==== Excerpted records ====

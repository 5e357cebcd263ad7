/// Remove every `+` and `-` from a phone number, leaving other characters untouched.
///
/// ```
/// assert_eq!(sms_core::strip_plus_and_hyphens("+852-1234-5678"), "85212345678");
/// ```
pub fn strip_plus_and_hyphens(phone: &str) -> String {
    phone.chars().filter(|c| !matches!(c, '+' | '-')).collect()
}

/// Mask a phone number for logging, keeping only the last 4 characters.
pub fn mask_phone_number(phone: &str) -> String {
    let len = phone.chars().count();
    if len <= 4 {
        return "*".repeat(len);
    }

    let visible: String = phone.chars().skip(len - 4).collect();
    if phone.starts_with('+') {
        format!("+{}{}", "*".repeat(len - 5), visible)
    } else {
        format!("{}{}", "*".repeat(len - 4), visible)
    }
}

====

• _Task details_:
All lines above that contain the word "String" are to be copied.

• _Task solution_:
pub fn strip_plus_and_hyphens(phone: &str) -> String {
pub fn mask_phone_number(phone: &str) -> String {
    let visible: String = phone.chars().skip(len - 4).collect();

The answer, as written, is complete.